Fischst du mit 1 Haken auf der Mundschnur oder hast du dahinter noch einen lose durch das Öhr augezogen ? Falls nicht mach es bei Dorsch mal so : Vorne an der Mundschnur den 3/0 und dann ziehst du entweder einen zweiter Haken in 2/0 nur durch  das Öhr lose auf die Schnur . Dahinter eine kleine Perle und einen Stopper . 

Denn zweiten Haken wickelst du denn 3 x und die Mundschnur und ziehst ihn oben mit in den Köder ein ( Wattwurm , Tintenfisch etc. ). Noch besser ist ein 3/0 Circle Hook als zweiter Haken zum sichern des Köders und der Fisch hat den Circle Hook entweder im Maulwinkel oder schön in der Unterlippe hängen .

Geh mal auf youtube und gib Making Cod Rigs ein oder auch Sandmans Tackle Time . Der macht gute Videos zum Angeln in der Brandung und anfertigen von verschiedenen Rigs für Dorsch .
Gruß
Dieter


----------



## Aalbubi (4. März 2018)

*AW: Monoschnur Brandungsangeln*

Ich fische 3/0 Awa Shima Haken. Saugünstig.  Scharf sind die Haken (Nageltest). Das mit dem Doppelhaken-System hört sich sehr gut an! Circle Hooks sind leider ziemlich teuer. Danke für die ganzen Tipps!


----------



## Maxthecat (4. März 2018)

*AW: Monoschnur Brandungsangeln*

@Aalbubi : Haken und anderes Zubehör muss man ja nicht unbedingt in D kaufen . Dank Internet gib es das meist günstiger und mehr in der Packung ,in genauso guter Qualität in anderen Ländern zu Kaufen #6


----------



## Astacus74 (5. März 2018)

*AW: Monoschnur Brandungsangeln*

Moin,

gerade beim Kleinkram wie Schnur, Haken, Wirbel sollte man nur Qulitativ hochwertige Produkte kaufen. Darauf kommt es an was nützt günstig wenn es nicht taugt.

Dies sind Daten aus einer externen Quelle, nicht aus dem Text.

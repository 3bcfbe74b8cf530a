//! Forsyth-Edwards Notation parsing and generation.
//!
//! Not part of the public game interface; tests and diagnostics set up
//! positions from FEN, so parsing reports real errors instead of panicking.

use crate::board::{CastlingRights, Position};
use crate::types::*;
use thiserror::Error;

#[derive(Debug, Error, PartialEq, Eq)]
pub enum FenError {
    #[error("expected at least 4 whitespace-separated fields")]
    MissingFields,
    #[error("board section must have 8 ranks")]
    BadRankCount,
    #[error("invalid piece character {0:?}")]
    BadPiece(char),
    #[error("rank does not describe exactly 8 files")]
    BadFileCount,
    #[error("invalid side to move {0:?}")]
    BadSideToMove(String),
    #[error("invalid castling character {0:?}")]
    BadCastling(char),
    #[error("invalid en-passant square {0:?}")]
    BadEnPassant(String),
    #[error("invalid clock field {0:?}")]
    BadClock(String),
    #[error("each side must have exactly one king")]
    MissingKing,
}

pub fn parse_fen(fen: &str) -> Result<Position, FenError> {
    let parts: Vec<&str> = fen.split_whitespace().collect();
    if parts.len() < 4 {
        return Err(FenError::MissingFields);
    }

    let mut pos = Position::empty();

    let ranks: Vec<&str> = parts[0].split('/').collect();
    if ranks.len() != 8 {
        return Err(FenError::BadRankCount);
    }
    let mut kings: [Option<u8>; 2] = [None, None];
    for (rank_idx, rank_str) in ranks.iter().enumerate() {
        let mut file: i8 = 0;
        let rank: i8 = 7 - rank_idx as i8; // FEN lists rank 8 .. 1
        for ch in rank_str.chars() {
            if let Some(d) = ch.to_digit(10) {
                file += d as i8;
            } else {
                let color = if ch.is_uppercase() {
                    Color::White
                } else {
                    Color::Black
                };
                let kind = match ch.to_ascii_lowercase() {
                    'p' => PieceKind::Pawn,
                    'n' => PieceKind::Knight,
                    'b' => PieceKind::Bishop,
                    'r' => PieceKind::Rook,
                    'q' => PieceKind::Queen,
                    'k' => PieceKind::King,
                    _ => return Err(FenError::BadPiece(ch)),
                };
                let s = sq(file, rank).ok_or(FenError::BadFileCount)?;
                pos.board[s as usize] = Some(Piece { color, kind });
                if kind == PieceKind::King {
                    kings[color.idx()] = Some(s);
                }
                file += 1;
            }
            if file > 8 {
                return Err(FenError::BadFileCount);
            }
        }
        if file != 8 {
            return Err(FenError::BadFileCount);
        }
    }
    let (Some(wk), Some(bk)) = (kings[0], kings[1]) else {
        return Err(FenError::MissingKing);
    };
    pos.kings = [wk, bk];

    pos.side_to_move = match parts[1] {
        "w" => Color::White,
        "b" => Color::Black,
        other => return Err(FenError::BadSideToMove(other.to_string())),
    };

    let mut castling = CastlingRights::none();
    if parts[2] != "-" {
        for c in parts[2].chars() {
            match c {
                'K' => castling.wk = true,
                'Q' => castling.wq = true,
                'k' => castling.bk = true,
                'q' => castling.bq = true,
                _ => return Err(FenError::BadCastling(c)),
            }
        }
    }
    pos.castling = castling;

    pos.en_passant = if parts[3] == "-" {
        None
    } else {
        Some(coord_to_sq(parts[3]).ok_or_else(|| FenError::BadEnPassant(parts[3].to_string()))?)
    };

    let halfmove = parts.get(4).copied().unwrap_or("0");
    let fullmove = parts.get(5).copied().unwrap_or("1");
    pos.halfmove_clock = halfmove
        .parse()
        .map_err(|_| FenError::BadClock(halfmove.to_string()))?;
    pos.fullmove_number = fullmove
        .parse()
        .map_err(|_| FenError::BadClock(fullmove.to_string()))?;

    Ok(pos)
}

pub fn generate_fen(pos: &Position) -> String {
    let mut out = String::with_capacity(90);

    for rank in (0..8).rev() {
        let mut empty = 0;
        for file in 0..8 {
            let s = (rank * 8 + file) as u8;
            match pos.piece_at(s) {
                None => empty += 1,
                Some(pc) => {
                    if empty > 0 {
                        out.push(char::from_digit(empty, 10).unwrap());
                        empty = 0;
                    }
                    let ch = match pc.kind {
                        PieceKind::Pawn => 'p',
                        PieceKind::Knight => 'n',
                        PieceKind::Bishop => 'b',
                        PieceKind::Rook => 'r',
                        PieceKind::Queen => 'q',
                        PieceKind::King => 'k',
                    };
                    out.push(match pc.color {
                        Color::White => ch.to_ascii_uppercase(),
                        Color::Black => ch,
                    });
                }
            }
        }
        if empty > 0 {
            out.push(char::from_digit(empty, 10).unwrap());
        }
        if rank > 0 {
            out.push('/');
        }
    }

    out.push(' ');
    out.push(match pos.side_to_move {
        Color::White => 'w',
        Color::Black => 'b',
    });

    out.push(' ');
    if pos.castling == CastlingRights::none() {
        out.push('-');
    } else {
        if pos.castling.wk {
            out.push('K');
        }
        if pos.castling.wq {
            out.push('Q');
        }
        if pos.castling.bk {
            out.push('k');
        }
        if pos.castling.bq {
            out.push('q');
        }
    }

    out.push(' ');
    match pos.en_passant {
        None => out.push('-'),
        Some(s) => out.push_str(&sq_to_coord(s)),
    }

    out.push_str(&format!(" {} {}", pos.halfmove_clock, pos.fullmove_number));
    out
}

#[cfg(test)]
#[path = "fen_tests.rs"]
mod fen_tests;
//! Pseudo-legal move generation plus the self-check legality filter.

use crate::board::{DIAG_DIRS, KING_DELTAS, KNIGHT_DELTAS, ORTHO_DIRS, Position};
use crate::types::*;

const PROMOTION_KINDS: [PieceKind; 4] = [
    PieceKind::Queen,
    PieceKind::Rook,
    PieceKind::Bishop,
    PieceKind::Knight,
];

/// Generate all legal moves for the side to move, returning a fresh vector.
pub fn legal_moves(pos: &Position) -> Vec<Move> {
    let mut tmp = pos.clone();
    let mut out = Vec::with_capacity(64);
    legal_moves_into(&mut tmp, &mut out);
    out
}

/// Generate all legal moves into the provided buffer, reusing it across
/// calls. Filters by playing each pseudo-legal move on the mutable position
/// and rejecting any that leave the mover's own king attacked.
pub fn legal_moves_into(pos: &mut Position, out: &mut Vec<Move>) {
    out.clear();
    pseudo_moves(pos, out);

    let mover = pos.side_to_move;
    out.retain(|&mv| {
        let undo = pos.make_move(mv);
        let illegal = pos.in_check(mover);
        pos.unmake_move(mv, undo);
        !illegal
    });
}

/// Legal moves for one piece only. The game layer's `possible_moves` and
/// the evaluator's per-piece queries go through here.
pub fn legal_moves_from(pos: &mut Position, from: u8) -> Vec<Move> {
    let mut out = Vec::with_capacity(32);
    let Some(pc) = pos.piece_at(from) else {
        return out;
    };
    if pc.color != pos.side_to_move {
        return out;
    }
    piece_moves(pos, from, pc, &mut out);

    let mover = pos.side_to_move;
    out.retain(|&mv| {
        let undo = pos.make_move(mv);
        let illegal = pos.in_check(mover);
        pos.unmake_move(mv, undo);
        !illegal
    });
    out
}

/// Legal moves for an arbitrary color, regardless of whose turn it is.
/// Used by the evaluator's mobility differential; the side-to-move flip is
/// restored before returning.
pub fn legal_moves_for(pos: &mut Position, color: Color, out: &mut Vec<Move>) {
    let saved_stm = pos.side_to_move;
    let saved_ep = pos.en_passant;
    pos.side_to_move = color;
    if color != saved_stm {
        // The en-passant window only ever belongs to the side to move.
        pos.en_passant = None;
    }
    legal_moves_into(pos, out);
    pos.side_to_move = saved_stm;
    pos.en_passant = saved_ep;
}

fn pseudo_moves(pos: &Position, out: &mut Vec<Move>) {
    for from in 0..64u8 {
        let Some(pc) = pos.piece_at(from) else {
            continue;
        };
        if pc.color != pos.side_to_move {
            continue;
        }
        piece_moves(pos, from, pc, out);
    }
}

fn piece_moves(pos: &Position, from: u8, pc: Piece, out: &mut Vec<Move>) {
    match pc.kind {
        PieceKind::Pawn => gen_pawn(pos, from, pc.color, out),
        PieceKind::Knight => gen_steps(pos, from, pc.color, &KNIGHT_DELTAS, out),
        PieceKind::Bishop => gen_slider(pos, from, pc.color, &DIAG_DIRS, out),
        PieceKind::Rook => gen_slider(pos, from, pc.color, &ORTHO_DIRS, out),
        PieceKind::Queen => {
            gen_slider(pos, from, pc.color, &DIAG_DIRS, out);
            gen_slider(pos, from, pc.color, &ORTHO_DIRS, out);
        }
        PieceKind::King => {
            gen_steps(pos, from, pc.color, &KING_DELTAS, out);
            gen_castle(pos, from, pc.color, out);
        }
    }
}

fn push_pawn_move(from: u8, to: u8, kind: MoveKind, promo_rank: i8, out: &mut Vec<Move>) {
    if rank_of(to) == promo_rank {
        for pk in PROMOTION_KINDS {
            out.push(Move {
                from,
                to,
                kind,
                promotion: Some(pk),
            });
        }
    } else {
        out.push(Move {
            from,
            to,
            kind,
            promotion: None,
        });
    }
}

fn gen_pawn(pos: &Position, from: u8, c: Color, out: &mut Vec<Move>) {
    let f = file_of(from);
    let r = rank_of(from);

    let (dir, start_rank, promo_rank): (i8, i8, i8) = match c {
        Color::White => (1, 1, 7),
        Color::Black => (-1, 6, 0),
    };

    // Single and double push, blocked by any occupant.
    if let Some(to) = sq(f, r + dir)
        && pos.piece_at(to).is_none()
    {
        push_pawn_move(from, to, MoveKind::Quiet, promo_rank, out);

        if r == start_rank
            && let Some(to2) = sq(f, r + 2 * dir)
            && pos.piece_at(to2).is_none()
        {
            out.push(Move::quiet(from, to2));
        }
    }

    // Diagonal captures, including en passant.
    for df in [-1i8, 1] {
        let Some(to) = sq(f + df, r + dir) else {
            continue;
        };
        if let Some(target) = pos.piece_at(to) {
            if target.color != c {
                push_pawn_move(from, to, MoveKind::Capture, promo_rank, out);
            }
        } else if pos.en_passant == Some(to) {
            // The captured pawn sits beside us, not on the destination.
            let capture_sq = sq(f + df, r).expect("en-passant capture square in bounds");
            out.push(Move {
                from,
                to,
                kind: MoveKind::EnPassant { capture_sq },
                promotion: None,
            });
        }
    }
}

fn gen_steps(pos: &Position, from: u8, c: Color, deltas: &[(i8, i8)], out: &mut Vec<Move>) {
    let f = file_of(from);
    let r = rank_of(from);
    for &(df, dr) in deltas {
        if let Some(to) = sq(f + df, r + dr) {
            match pos.piece_at(to) {
                None => out.push(Move::quiet(from, to)),
                Some(pc) if pc.color != c => out.push(Move::capture(from, to)),
                _ => {}
            }
        }
    }
}

fn gen_slider(pos: &Position, from: u8, c: Color, dirs: &[(i8, i8)], out: &mut Vec<Move>) {
    let f0 = file_of(from);
    let r0 = rank_of(from);
    for &(df, dr) in dirs {
        let mut f = f0 + df;
        let mut r = r0 + dr;
        while let Some(to) = sq(f, r) {
            match pos.piece_at(to) {
                None => out.push(Move::quiet(from, to)),
                Some(pc) if pc.color != c => {
                    out.push(Move::capture(from, to));
                    break;
                }
                _ => break,
            }
            f += df;
            r += dr;
        }
    }
}

/// Castling: king and rook unmoved (rights still held), intervening squares
/// empty, rook actually present, and no square the king transits — origin
/// included — attacked by the opponent.
fn gen_castle(pos: &Position, from: u8, c: Color, out: &mut Vec<Move>) {
    let (home, kingside, queenside) = match c {
        Color::White => (4u8, pos.castling.wk, pos.castling.wq),
        Color::Black => (60u8, pos.castling.bk, pos.castling.bq),
    };
    if from != home || pos.in_check(c) {
        return;
    }

    let enemy = c.other();
    let rook = |s: u8| {
        matches!(
            pos.piece_at(s),
            Some(Piece {
                kind: PieceKind::Rook,
                color
            }) if color == c
        )
    };

    // King side: king home -> home+2, rook home+3 -> home+1.
    if kingside
        && rook(home + 3)
        && pos.piece_at(home + 1).is_none()
        && pos.piece_at(home + 2).is_none()
        && !pos.is_square_attacked(home + 1, enemy)
        && !pos.is_square_attacked(home + 2, enemy)
    {
        out.push(Move {
            from,
            to: home + 2,
            kind: MoveKind::Castle {
                rook_from: home + 3,
                rook_to: home + 1,
            },
            promotion: None,
        });
    }

    // Queen side: king home -> home-2, rook home-4 -> home-1; the b-file
    // square must be empty but only the king's transit squares need to be
    // safe.
    if queenside
        && rook(home - 4)
        && pos.piece_at(home - 1).is_none()
        && pos.piece_at(home - 2).is_none()
        && pos.piece_at(home - 3).is_none()
        && !pos.is_square_attacked(home - 1, enemy)
        && !pos.is_square_attacked(home - 2, enemy)
    {
        out.push(Move {
            from,
            to: home - 2,
            kind: MoveKind::Castle {
                rook_from: home - 4,
                rook_to: home - 1,
            },
            promotion: None,
        });
    }
}

#[cfg(test)]
#[path = "movegen_tests.rs"]
mod movegen_tests;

Ich kaufe mir lieber einmal was vernüftiges als andauernd den billigen Kram der laufend den Geist aufgibt.

Gruß Frank


----------



## Aalbubi (5. März 2018)

*AW: Monoschnur Brandungsangeln*

Es wurde ja schon auf die Qualität hingewiesen. Du kannst in den "Chinawobbler Thread" reingucken. Da gibt es echt geile Sachen aus China! Natürlich gibt es auch viel mist. Man kann aber auch in jedem Angelladen die Katze im Sack kaufen!


----------



## angler1996 (5. März 2018)

*AW: Monoschnur Brandungsangeln*



Aalbubi schrieb:


> Es wurde ja schon auf die Qualität hingewiesen. Du kannst in den "Chinawobbler Thread" reingucken. Da gibt es echt geile Sachen aus China! Natürlich gibt es auch viel mist. Man kann aber auch in jedem Angelladen die Katze im Sack kaufen!



yep, Du kannst aber auch Mist erwischen|wavey:
Vorbereitung viel aus, beim Packen festgestellt, brauche Mono als Vorschaltschnur, ab in den Baumarkt, der war näher als der Angelladen.
Solange die Temperatur über 10°C alles ok, aber wehe darunter, dann sind mir selbst die paar Meter von der Spule gesprungen ich Depp ich


----------



## Dorschgreifer (6. März 2018)

*AW: Monoschnur Brandungsangeln*



Aalbubi schrieb:


> Mein Problem bei Geflecht ist, das mir die meisten Dorsche ausschlitzen.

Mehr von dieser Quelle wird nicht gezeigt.